Ongoing updates from IronNet on the SolarWinds/SUNBURST attack

Solar flare: Why the SolarWinds supply chain attack matters

Ongoing updates from IronNet on the SolarWinds/SUNBURST attack

Updated 9Feb: Unconfirmed Chinese exploitation of SolarWinds breach

Updated 14Jan: "SolarLeaks" (as first seen on Reddit Jan 12)

Updated 23Dec: NSA advisory on the abuse of federated Single Sign On (SSO) infrastructure and Security Assertion Markup Language (SAML) tokens

Updated 21Dec: Possible 2019 dry run and new malware dubbed SUPERNOVA detected; new analysis from IronNet threat researchers

Updated 18Dec: SUNBURST TTPs

Updated 16Dec: This post includes new observations from IronNet's SOC and threat researchers in the section below titled "What have IronNet hunters seen?"

Editor’s note: In response to these recent events, we have removed the registration page from our supply chain white paper. Learn about the 6 most common supply chain entry points for cyber attacks, and the 5 most common attacks and how to defend against them. 

What could a security firm, the U.S. Commerce and Treasury Departments, and an IT software company possibly have in common? The answer most likely is this: a backdoor inadvertently left open, in this case via an IT monitoring platform software update by the company SolarWinds. The ongoing news is a sobering reminder of the relentlessness of nation-state cyber attack campaigns. Throw in the added widespread vulnerabilities created by supply chain backdoors, and the risk exposure suddenly escalates from a singular corporate incident to a global attack with potentially unsettling consequences. 

The shift is this: adversaries are moving from tightly secured enterprises to weaker points of entry along the supply chain. In fact, Accenture Security reports that “Indirect attacks against weak links in the supply chain now account for 40 percent of security breaches.”

What is the latest SolarWinds/SUNBURST news?
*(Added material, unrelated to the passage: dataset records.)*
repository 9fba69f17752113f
//! Finalize step: move each `<table>_filtered.txt` over the canonical
//! `<table>.txt` name in the destination directory.

use anyhow::{Context, Result};
use std::fs;
use std::path::Path;
use tracing::{debug, info};

/// The three tables this pipeline rewrites.
pub const TABLES: [&str; 3] = ["routes", "trips", "stop_times"];

/// Publishes every filtered table that exists, renaming it over the
/// canonical file name. Filtered files live in the destination directory,
/// so the rename never crosses filesystems and readers see either the old
/// table or the new one, never a missing file.
///
/// A table whose filter stage produced no output is skipped without error.
/// Returns the number of tables published.
pub fn publish(dest_dir: &Path) -> Result<usize> {
    let mut published = 0;

    for name in TABLES {
        let filtered = dest_dir.join(format!("{name}_filtered.txt"));
        let canonical = dest_dir.join(format!("{name}.txt"));

        if !filtered.exists() {
            debug!(table = name, "No filtered output, skipping publish");
            continue;
        }

        fs::rename(&filtered, &canonical)
            .with_context(|| format!("publishing {}", canonical.display()))?;
        info!(table = name, "Published {name}.txt");
        published += 1;
    }

    Ok(published)
}
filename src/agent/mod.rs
pub mod definition;
pub mod events;
pub mod runner;
pub mod service;
pub mod traits;

#[allow(unused_imports)]
pub use definition::{AgentDefinition, AGENT_NAME, DEFAULT_INSTRUCTIONS};
#[allow(unused_imports)]
pub use events::{Content, Event, Part, Role};
pub use runner::Runner;
pub use service::AgentService;
#[allow(unused_imports)]
pub use traits::{AgentRunner, EventStream};
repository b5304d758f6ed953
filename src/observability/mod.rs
pub mod logging;

pub use logging::init_logging;
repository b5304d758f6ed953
//! Session storage traits and types for agent conversation state.

use async_trait::async_trait;
use chrono::{DateTime, Utc};
use serde::{Deserialize, Serialize};
use std::fmt;

use crate::agent::events::Content;

/// Composite key identifying a unique session.
#[derive(Debug, Clone, Serialize, Deserialize, PartialEq, Eq, Hash)]
pub struct SessionKey {
    pub app_name: String,
    pub user_id: String,
    pub session_id: String,
}

impl SessionKey {
    pub fn new(
        app_name: impl Into<String>,
        user_id: impl Into<String>,
        session_id: impl Into<String>,
    ) -> Self {
        Self {
            app_name: app_name.into(),
            user_id: user_id.into(),
            session_id: session_id.into(),
        }
    }
}

impl fmt::Display for SessionKey {
    fn fmt(&self, f: &mut fmt::Formatter<'_>) -> fmt::Result {
        write!(f, "{}:{}:{}", self.app_name, self.user_id, self.session_id)
    }
}

/// A tracked conversation session.
#[derive(Debug, Clone, Serialize, Deserialize)]
pub struct Session {
    pub key: SessionKey,
    pub created_at: DateTime<Utc>,
    pub last_activity: DateTime<Utc>,
    /// Ordered conversational turns: user messages, model replies, tool results.
    pub history: Vec<Content>,
}

/// Outcome of [`SessionStore::get_or_create`].
#[derive(Debug, Clone)]
pub enum SessionLookup {
    Found(Session),
    Created(Session),
}

impl SessionLookup {
    pub fn session(&self) -> &Session {
        match self {
            Self::Found(s) | Self::Created(s) => s,
        }
    }

    pub fn into_session(self) -> Session {
        match self {
            Self::Found(s) | Self::Created(s) => s,
        }
    }

    pub fn was_created(&self) -> bool {
        matches!(self, Self::Created(_))
    }
}

/// Filter criteria for listing sessions.
#[derive(Debug, Clone, Default)]
pub struct SessionFilter {
    pub app_name: Option<String>,
    pub user_id: Option<String>,
    pub since: Option<DateTime<Utc>>,
    pub limit: Option<usize>,
}

#[derive(Debug, thiserror::Error)]
pub enum SessionError {
    #[error("session already exists: {0}")]
    AlreadyExists(SessionKey),

    #[error("session not found: {0}")]
    NotFound(SessionKey),

    #[error("session store unavailable: {0}")]
    Backend(String),
}

/// Storage for agent conversation sessions.
#[async_trait]
pub trait SessionStore: Send + Sync {
    /// Create a new session. Fails with [`SessionError::AlreadyExists`] if the key is taken.
    async fn create(&self, key: &SessionKey) -> Result<Session, SessionError>;

    /// Get an existing session by key, if it exists.
    async fn get(&self, key: &SessionKey) -> Result<Option<Session>, SessionError>;

    /// Return the session for `key`, creating it if absent. Atomic per key:
    /// concurrent callers observe exactly one `Created`.
    async fn get_or_create(&self, key: &SessionKey) -> Result<SessionLookup, SessionError>;

    /// Append one turn to the session history and bump its activity timestamp.
    async fn append(&self, key: &SessionKey, content: Content) -> Result<(), SessionError>;

    /// Session history, oldest first. `limit` keeps only the most recent entries.
    async fn history(
        &self,
        key: &SessionKey,
        limit: Option<usize>,
    ) -> Result<Vec<Content>, SessionError>;

    /// List sessions matching the given filter, most recently active first.
    async fn list(&self, filter: &SessionFilter) -> Result<Vec<Session>, SessionError>;

    /// Delete a session and its history.
    async fn delete(&self, key: &SessionKey) -> Result<(), SessionError>;

    /// The name of this session store implementation.
    fn name(&self) -> &str;
}
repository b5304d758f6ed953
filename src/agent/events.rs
//! Messages, parts and runner events.

use chrono::{DateTime, Utc};
use serde::{Deserialize, Serialize};

/// Who produced a piece of content.
#[derive(Debug, Clone, Copy, Serialize, Deserialize, PartialEq, Eq)]
#[serde(rename_all = "lowercase")]
pub enum Role {
    User,
    Model,
    Tool,
}

/// One unit of content. A model reply may mix text and function calls.
#[derive(Debug, Clone, Serialize, Deserialize, PartialEq)]
#[serde(tag = "type", rename_all = "snake_case")]
pub enum Part {
    Text {
        text: String,
    },
    FunctionCall {
        id: String,
        name: String,
        arguments: serde_json::Value,
    },
    FunctionResponse {
        id: String,
        name: String,
        response: String,
    },
}

impl Part {
    pub fn text(text: impl Into<String>) -> Self {
        Self::Text { text: text.into() }
    }

    pub fn as_text(&self) -> Option<&str> {
        match self {
            Self::Text { text } => Some(text),
            _ => None,
        }
    }
}

/// A role-tagged message: one conversational turn.
#[derive(Debug, Clone, Serialize, Deserialize, PartialEq)]
pub struct Content {
    pub role: Role,
    pub parts: Vec<Part>,
}

impl Content {
    pub fn new(role: Role, parts: Vec<Part>) -> Self {
        Self { role, parts }
    }

    pub fn user_text(text: impl Into<String>) -> Self {
        Self::new(Role::User, vec![Part::text(text)])
    }

    pub fn model_text(text: impl Into<String>) -> Self {
        Self::new(Role::Model, vec![Part::text(text)])
    }

    /// Text parts in order, including empty ones.
    pub fn text_parts(&self) -> impl Iterator<Item = &str> {
        self.parts.iter().filter_map(Part::as_text)
    }

    /// All text parts concatenated.
    pub fn text(&self) -> String {
        self.text_parts().collect()
    }

    pub fn has_function_calls(&self) -> bool {
        self.parts
            .iter()
            .any(|p| matches!(p, Part::FunctionCall { .. }))
    }
}

/// One step of a turn as produced by the runner.
#[derive(Debug, Clone, Serialize, Deserialize)]
pub struct Event {
    pub id: String,
    /// Shared by every event of the same turn.
    pub invocation_id: String,
    /// Name of the agent that produced the event.
    pub author: String,
    pub content: Option<Content>,
    /// Set on exactly one event of a successful turn: the authoritative reply.
    #[serde(rename = "final")]
    pub is_final: bool,
    pub timestamp: DateTime<Utc>,
}

impl Event {
    pub fn new(
        invocation_id: impl Into<String>,
        author: impl Into<String>,
        content: Option<Content>,
        is_final: bool,
    ) -> Self {
        Self {
            id: uuid::Uuid::new_v4().to_string(),
            invocation_id: invocation_id.into(),
            author: author.into(),
            content,
            is_final,
            timestamp: Utc::now(),
        }
    }

    pub fn is_final_response(&self) -> bool {
        self.is_final
    }

    /// Text parts carried by this event, in order. Empty strings included.
    pub fn text_parts(&self) -> impl Iterator<Item = &str> {
        self.content.iter().flat_map(Content::text_parts)
    }
}
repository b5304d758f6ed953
//! Tool sources the agent can call during a turn.
//!
//! Every source implements [`ToolSource`]. The only implementation is
//! [`McpToolset`], a remote MCP server reached over streamable HTTP; one is
//! created per configured tool server by [`tool_sources_for`].

pub mod mcp;
pub mod traits;

pub use mcp::McpToolset;
pub use traits::{ToolSource, ToolSpec};

use crate::config::ToolServerSpec;
use std::sync::Arc;

/// Create one tool source handle per configured server. No network I/O happens here.
pub fn tool_sources_for(servers: &[ToolServerSpec]) -> anyhow::Result<Vec<Arc<dyn ToolSource>>> {
    servers
        .iter()
        .map(|spec| Ok(Arc::new(McpToolset::new(spec)?) as Arc<dyn ToolSource>))
        .collect()
}
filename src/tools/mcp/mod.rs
//! MCP client over the streamable HTTP transport.

pub mod protocol;
pub mod toolset;
pub mod transport;

pub use toolset::McpToolset;
pub use transport::{StreamableHttpTransport, TransportError};
use async_trait::async_trait;
use serde::{Deserialize, Serialize};

/// Description of a tool for the LLM
#[derive(Debug, Clone, Serialize, Deserialize, PartialEq)]
pub struct ToolSpec {
    pub name: String,
    pub description: String,
    /// JSON schema of the arguments object.
    pub parameters: serde_json::Value,
}

/// A remote collection of tools the agent can call.
#[async_trait]
pub trait ToolSource: Send + Sync {
    /// Source name, used as the author of tool-response events.
    fn name(&self) -> &str;

    /// Tool declarations. May connect on first use.
    async fn tools(&self) -> anyhow::Result<Vec<ToolSpec>>;

    /// Invoke one tool and flatten its result to text.
    async fn call(&self, name: &str, arguments: serde_json::Value) -> anyhow::Result<String>;
}
//! Generic OpenAI-compatible provider.
//! OpenAI and Gemini (through its `/v1beta/openai` surface) both accept the
//! `/chat/completions` format with function tools, so one client serves both.

use crate::providers::traits::{
    ChatMessage, ChatRequest as ProviderChatRequest, ChatResponse as ProviderChatResponse,
    Provider, ToolCall as ProviderToolCall,
};
use crate::tools::ToolSpec;
use async_trait::async_trait;
use reqwest::Client;
use serde::{Deserialize, Serialize};
use std::time::Duration;

const REQUEST_TIMEOUT: Duration = Duration::from_secs(120);
const CONNECT_TIMEOUT: Duration = Duration::from_secs(10);

/// A provider that speaks the OpenAI-compatible chat completions API.
pub struct OpenAiCompatibleProvider {
    pub(crate) name: String,
    pub(crate) base_url: String,
    pub(crate) api_key: Option<String>,
    client: Client,
}

impl OpenAiCompatibleProvider {
    /// The key, when present, is sent as `Authorization: Bearer <key>`.
    pub fn new(name: &str, base_url: &str, api_key: Option<&str>) -> Self {
        Self {
            name: name.to_string(),
            base_url: base_url.trim_end_matches('/').to_string(),
            api_key: api_key.map(ToString::to_string),
            client: Client::builder()
                .timeout(REQUEST_TIMEOUT)
                .connect_timeout(CONNECT_TIMEOUT)
                .build()
                .unwrap_or_else(|_| Client::new()),
        }
    }

    /// Build the full URL for chat completions, detecting if base_url already includes the path.
    fn chat_completions_url(&self) -> String {
        let has_full_endpoint = reqwest::Url::parse(&self.base_url)
            .map(|url| {
                url.path()
                    .trim_end_matches('/')
                    .ends_with("/chat/completions")
            })
            .unwrap_or_else(|_| self.base_url.ends_with("/chat/completions"));

        if has_full_endpoint {
            self.base_url.clone()
        } else {
            format!("{}/chat/completions", self.base_url)
        }
    }

    fn apply_auth_header(
        &self,
        req: reqwest::RequestBuilder,
        api_key: &str,
    ) -> reqwest::RequestBuilder {
        req.header("Authorization", format!("Bearer {api_key}"))
    }
}

// ── Wire types ───────────────────────────────────────────────────

#[derive(Debug, Serialize)]
struct ChatRequest {
    model: String,
    messages: Vec<Message>,
    temperature: f64,
    #[serde(skip_serializing_if = "Option::is_none")]
    tools: Option<Vec<ToolDefinition>>,
    #[serde(skip_serializing_if = "Option::is_none")]
    stream: Option<bool>,
}

#[derive(Debug, Serialize)]
struct Message {
    role: String,
    #[serde(skip_serializing_if = "Option::is_none")]
    content: Option<String>,
    #[serde(skip_serializing_if = "Option::is_none")]
    tool_calls: Option<Vec<ToolCall>>,
    #[serde(skip_serializing_if = "Option::is_none")]
    tool_call_id: Option<String>,
}

impl From<&ChatMessage> for Message {
    fn from(m: &ChatMessage) -> Self {
        let tool_calls = (!m.tool_calls.is_empty()).then(|| {
            m.tool_calls
                .iter()
                .map(|tc| ToolCall {
                    id: Some(tc.id.clone()),
                    kind: Some("function".to_string()),
                    function: Some(Function {
                        name: Some(tc.name.clone()),
                        arguments: Some(tc.arguments.clone()),
                    }),
                })
                .collect()
        });
        Self {
            role: m.role.clone(),
            content: m.content.clone(),
            tool_calls,
            tool_call_id: m.tool_call_id.clone(),
        }
    }
}

#[derive(Debug, Serialize)]
struct ToolDefinition {
    #[serde(rename = "type")]
    kind: &'static str,
    function: FunctionDefinition,
}

#[derive(Debug, Serialize)]
struct FunctionDefinition {
    name: String,
    description: String,
    parameters: serde_json::Value,
}

impl From<&ToolSpec> for ToolDefinition {
    fn from(spec: &ToolSpec) -> Self {
        Self {
            kind: "function",
            function: FunctionDefinition {
                name: spec.name.clone(),
                description: spec.description.clone(),
                parameters: spec.parameters.clone(),
            },
        }
    }
}

#[derive(Debug, Deserialize)]
struct ApiChatResponse {
    choices: Vec<Choice>,
}

#[derive(Debug, Deserialize)]
struct Choice {
    message: ResponseMessage,
}

#[derive(Debug, Deserialize)]
struct ResponseMessage {
    #[serde(default)]
    content: Option<String>,
    #[serde(default)]
    tool_calls: Option<Vec<ToolCall>>,
}

#[derive(Debug, Deserialize, Serialize)]
struct ToolCall {
    #[serde(default, skip_serializing_if = "Option::is_none")]
    id: Option<String>,
    #[serde(rename = "type")]
    kind: Option<String>,
    function: Option<Function>,
}

#[derive(Debug, Deserialize, Serialize)]
struct Function {
    name: Option<String>,
    arguments: Option<String>,
}

fn into_provider_response(message: ResponseMessage) -> ProviderChatResponse {
    let tool_calls = message
        .tool_calls
        .unwrap_or_default()
        .into_iter()
        .filter_map(|tc| {
            let function = tc.function?;
            let name = function.name.filter(|n| !n.is_empty())?;
            let arguments = function
                .arguments
                .filter(|a| !a.trim().is_empty())
                .unwrap_or_else(|| "{}".to_string());
            Some(ProviderToolCall {
                id: tc
                    .id
                    .filter(|id| !id.is_empty())
                    .unwrap_or_else(|| uuid::Uuid::new_v4().to_string()),
                name,
                arguments,
            })
        })
        .collect();

    ProviderChatResponse {
        text: message.content,
        tool_calls,
    }
}

#[async_trait]
impl Provider for OpenAiCompatibleProvider {
    async fn chat(
        &self,
        request: ProviderChatRequest<'_>,
        model: &str,
        temperature: f64,
    ) -> anyhow::Result<ProviderChatResponse> {
        let api_key = self.api_key.as_ref().ok_or_else(|| {
            anyhow::anyhow!(
                "{} API key not set. Set the credential for the active environment.",
                self.name
            )
        })?;

        let tools = (!request.tools.is_empty())
            .then(|| request.tools.iter().map(ToolDefinition::from).collect());

        let body = ChatRequest {
            model: model.to_string(),
            messages: request.messages.iter().map(Message::from).collect(),
            temperature,
            tools,
            stream: Some(false),
        };

        let url = self.chat_completions_url();
        let response = self
            .apply_auth_header(self.client.post(&url).json(&body), api_key)
            .send()
            .await?;

        if !response.status().is_success() {
            return Err(super::api_error(&self.name, response).await);
        }

        let chat_response: ApiChatResponse = response.json().await?;

        chat_response
            .choices
            .into_iter()
            .next()
            .map(|c| into_provider_response(c.message))
            .ok_or_else(|| anyhow::anyhow!("No response from {}", self.name))
    }

    fn name(&self) -> &str {
        &self.name
    }
}

#[cfg(test)]
mod tests {
    use super::*;
    use wiremock::matchers::{header, method, path};
    use wiremock::{Mock, MockServer, ResponseTemplate};

    fn make_provider(name: &str, url: &str, key: Option<&str>) -> OpenAiCompatibleProvider {
        OpenAiCompatibleProvider::new(name, url, key)
    }

    /// One tool-less exchange: optional system prompt plus a user message.
    async fn ask(
        provider: &OpenAiCompatibleProvider,
        system_prompt: Option<&str>,
        message: &str,
        model: &str,
    ) -> anyhow::Result<String> {
        let mut messages = Vec::with_capacity(2);
        if let Some(sys) = system_prompt {
            messages.push(ChatMessage::system(sys));
        }
        messages.push(ChatMessage::user(message));
        let response = provider
            .chat(
                ProviderChatRequest {
                    messages: &messages,
                    tools: &[],
                },
                model,
                0.7,
            )
            .await?;
        Ok(response.text.unwrap_or_default())
    }

    #[test]
    fn creates_with_key() {
        let p = make_provider("openai", "https://api.openai.com/v1", Some("sk-key"));
        assert_eq!(p.name, "openai");
        assert_eq!(p.base_url, "https://api.openai.com/v1");
        assert_eq!(p.api_key.as_deref(), Some("sk-key"));
    }

    #[test]
    fn strips_trailing_slash() {
        let p = make_provider("test", "https://example.com/", None);
        assert_eq!(p.base_url, "https://example.com");
    }

    #[test]
    fn chat_url_appends_path_once() {
        let p = make_provider("test", "https://example.com/v1", None);
        assert_eq!(p.chat_completions_url(), "https://example.com/v1/chat/completions");

        let full = make_provider("test", "https://example.com/v1/chat/completions", None);
        assert_eq!(full.chat_completions_url(), "https://example.com/v1/chat/completions");
    }

    #[tokio::test]
    async fn chat_fails_without_key() {
        let p = make_provider("Gemini", "https://example.com", None);
        let result = ask(&p, None, "hello", "gemini-2.0-flash-exp").await;
        assert!(result
            .unwrap_err()
            .to_string()
            .contains("Gemini API key not set"));
    }

    #[test]
    fn request_serializes_tools_and_tool_messages() {
        let history = vec![
            ChatMessage::user("find servers"),
            ChatMessage::assistant_tool_calls(
                None,
                vec![ProviderToolCall {
                    id: "call_1".into(),
                    name: "search".into(),
                    arguments: r#"{"q":"x"}"#.into(),
                }],
            ),
            ChatMessage::tool("call_1", "3 results"),
        ];
        let spec = ToolSpec {
            name: "search".into(),
            description: "Search servers".into(),
            parameters: serde_json::json!({"type": "object"}),
        };
        let req = ChatRequest {
            model: "gpt-4o".into(),
            messages: history.iter().map(Message::from).collect(),
            temperature: 0.2,
            tools: Some(vec![ToolDefinition::from(&spec)]),
            stream: Some(false),
        };
        let json = serde_json::to_value(&req).unwrap();

        assert_eq!(json["tools"][0]["type"], "function");
        assert_eq!(json["tools"][0]["function"]["name"], "search");
        assert_eq!(json["messages"][1]["tool_calls"][0]["id"], "call_1");
        assert!(json["messages"][1].get("content").is_none());
        assert_eq!(json["messages"][2]["tool_call_id"], "call_1");
    }

    #[test]
    fn response_with_tool_calls_fills_missing_ids_and_arguments() {
        let raw = r#"{"choices":[{"message":{"content":null,"tool_calls":[
            {"type":"function","function":{"name":"search","arguments":""}},
            {"id":"abc","type":"function","function":{"name":"","arguments":"{}"}}
        ]}}]}"#;
        let parsed: ApiChatResponse = serde_json::from_str(raw).unwrap();
        let message = parsed.choices.into_iter().next().unwrap().message;
        let response = into_provider_response(message);

        assert_eq!(response.tool_calls.len(), 1);
        assert_eq!(response.tool_calls[0].name, "search");
        assert_eq!(response.tool_calls[0].arguments, "{}");
        assert!(!response.tool_calls[0].id.is_empty());
        assert!(response.text.is_none());
    }

    #[tokio::test]
    async fn chat_round_trip_against_mock_server() {
        let server = MockServer::start().await;
        Mock::given(method("POST"))
            .and(path("/v1/chat/completions"))
            .and(header("authorization", "Bearer sk-test"))
            .respond_with(ResponseTemplate::new(200).set_body_json(serde_json::json!({
                "choices": [{"message": {"role": "assistant", "content": "hello back"}}]
            })))
            .mount(&server)
            .await;

        let p = make_provider("openai", &format!("{}/v1", server.uri()), Some("sk-test"));
        let reply = ask(&p, Some("be brief"), "hello", "gpt-4o").await.unwrap();
        assert_eq!(reply, "hello back");
    }

    #[tokio::test]
    async fn chat_error_status_is_sanitized() {
        let server = MockServer::start().await;
        Mock::given(method("POST"))
            .respond_with(
                ResponseTemplate::new(401).set_body_string("invalid key sk-live-abcdef123456"),
            )
            .mount(&server)
            .await;

        let p = make_provider("openai", &server.uri(), Some("sk-test"));
        let err = ask(&p, None, "hello", "gpt-4o")
            .await
            .unwrap_err()
            .to_string();
        assert!(err.contains("401"));
        assert!(!err.contains("sk-live-abcdef123456"));
        assert!(err.contains("[REDACTED]"));
    }
}
use super::definition::AgentDefinition;
use super::events::{Content, Event, Part, Role};
use super::traits::{AgentRunner, EventStream};
use crate::providers::{ChatMessage, ChatRequest, Provider, ToolCall};
use crate::sessions::{SessionKey, SessionStore};
use crate::tools::{ToolSource, ToolSpec};

const DEFAULT_MAX_TOOL_ITERATIONS: usize = 10;

pub struct Runner {
    app_name: String,
    agent: AgentDefinition,
    provider: Arc<dyn Provider>,
    model: String,
    temperature: f64,
    sessions: Arc<dyn SessionStore>,
    max_tool_iterations: usize,
}
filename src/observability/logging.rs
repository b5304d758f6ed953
//! Process-wide tracing subscriber.

use anyhow::Context;
use std::sync::OnceLock;
use tracing_appender::non_blocking::WorkerGuard;
use tracing_subscriber::{fmt, layer::SubscriberExt, util::SubscriberInitExt, EnvFilter};

use crate::config::{LogFormat, LoggingConfig};

/// Keeps the file writer flushing until process exit.
static FILE_GUARD: OnceLock<WorkerGuard> = OnceLock::new();

/// Map a level name to an `EnvFilter` directive. Accepts the usual aliases
/// (`WARNING`, `CRITICAL`) and passes full directives through untouched.
fn filter_directive(level: &str) -> String {
    let trimmed = level.trim();
    match trimmed.to_ascii_lowercase().as_str() {
        "" => "info".to_string(),
        "warning" => "warn".to_string(),
        "critical" | "fatal" => "error".to_string(),
        lower @ ("trace" | "debug" | "info" | "warn" | "error" | "off") => lower.to_string(),
        _ => trimmed.to_string(),
    }
}

/// Install the global subscriber. `RUST_LOG` takes precedence over
/// `config.level`. Fails if a subscriber is already installed.
pub fn init_logging(config: &LoggingConfig) -> anyhow::Result<()> {
    let filter = match EnvFilter::try_from_default_env() {
        Ok(filter) => filter,
        Err(_) => EnvFilter::try_new(filter_directive(&config.level))
            .with_context(|| format!("invalid log level {:?}", config.level))?,
    };

    let (json_layer, console_layer) = match config.format {
        LogFormat::Json => (
            Some(
                fmt::layer()
                    .json()
                    .with_current_span(false)
                    .with_target(true),
            ),
            None,
        ),
        LogFormat::Console => (None, Some(fmt::layer().with_target(true))),
    };

    let file_layer = match &config.file {
        Some(path) => {
            let dir = path
                .parent()
                .filter(|d| !d.as_os_str().is_empty())
                .unwrap_or_else(|| std::path::Path::new("."));
            std::fs::create_dir_all(dir)
                .with_context(|| format!("failed to create log directory {}", dir.display()))?;
            let file_name = path
                .file_name()
                .with_context(|| format!("log file path has no file name: {}", path.display()))?;

            let appender = tracing_appender::rolling::never(dir, file_name);
            let (writer, guard) = tracing_appender::non_blocking(appender);
            let _ = FILE_GUARD.set(guard);
            Some(
                fmt::layer()
                    .json()
                    .with_writer(writer)
                    .with_ansi(false),
            )
        }
        None => None,
    };

    tracing_subscriber::registry()
        .with(filter)
        .with(json_layer)
        .with(console_layer)
        .with(file_layer)
        .try_init()
        .context("failed to install tracing subscriber")?;

    Ok(())
}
Here is our understanding of the situation:

  • The FireEye, SolarWinds and government agency hacks appear to be connected.
  • According to The Washington Post, the attack began with the IT vendor SolarWinds. SolarWinds CEO Kevin Thompson said that SolarWinds had been compromised via software updates that it sent to users of its Orion IT monitoring platform between March and June. (SolarWinds’ government customers include the Department of Justice; the Census Bureau; several national laboratories; and state, local, and foreign customers such as the European Parliament and Britain’s National Health Service.)
  • On December 13, FireEye confirmed that the recent cyber attacks all stemmed from the compromised SolarWinds Orion software update.
  • Nation-state hackers also broke into multiple federal agencies — including the U.S. Departments of Treasury and Commerce — in a campaign that appears to be linked to the recently disclosed hack of security firm FireEye. Hackers broke into the National Telecommunications and Information Administration’s (NTIA) office software, Microsoft Office 365. Staff emails at the agency had been monitored by the hackers for months prior to the attack.
  • The FBI is investigating, and CISA is also involved.
  • Reports are emerging that SolarWinds may have been breached earlier than the Spring 2020 timeframe that was initially reported. There may have in fact been a "dry run" of the attack in October 2019.
  • Increasing sources are indicating that the actors responsible for these intrusions are abusing federated Single Sign On (SSO) infrastructure and Security Assertion Markup Language (SAML) tokens to access victim systems and services. This behavior was noted in reporting from Volexity and CISA, and the NSA issued a cybersecurity advisory detailing how to detect and mitigate such activity.
  • As Microsoft and Palo Alto both note, there appears to be a separate, distinct piece of malware being tagged as SUPERNOVA affecting SolarWinds beyond SUNBURST.
  • "SolarLeaks": As first seen on Reddit (January 12) in a post that since has been taken down: A message included a link to solarleaks[.]net where they claimed to be selling data that was stolen during the hack. They claim they have Cisco source code for multiple products and an alleged 'bug tracker' dump; FireEye Red Team tools, source code, binaries and documentation; Proprietary Microsoft source code; and SolarWinds product source code (including Orion) and a customer portal dump. The email address that the actors told people to contact was In order to protect the identity of those behind this supposed leak, the domain is registered through 'Njalla', a privacy protection service that has previously been used by Russian threat actors. In addition the website was also hosted on a Njalla VPS. It should be noted that the price they are asking for is astronomical. See below for our own analysis of this situation.
  • IronNet Threat Analysis Lead Peter Rydzynski takes a closer look at whether the SUNBURST technique identified commonly as a Domain Generation Algorithm (DGA) is DNS Tunneling, a subtle, but important, distinction, as "we first need to agree on terminology before we can move forward with identifying and analyzing the observable behaviors."
  • The fallout of the SUNBURST attack is revealing new threats and concerns. Threat actors believed to be associated with China may have exploited SolarWinds software in the National Finance Center. In contrast to the original supply chain attack, the speculation at hand is that China possibly exploited a separate bug in the Orion software to aid in lateral movement in a network that was compromised. The details are sparse at present, and IronNet will continue to track this developing threat intelligence. There is no word on what was stolen in the breach or how many other agencies / companies also were affected by this. 
  • One of the troubling potential concerns, however, is that one of the suspected victims, the national payroll agency, houses what China would regard as a treasure trove of social security numbers, bank account numbers, and additional personally identifiable information, linked specifically to employees of the U.S. Department of Agriculture. On another note, this incident, if validated, could provide some clarity around the aforementioned SUPERNOVA malware web shell.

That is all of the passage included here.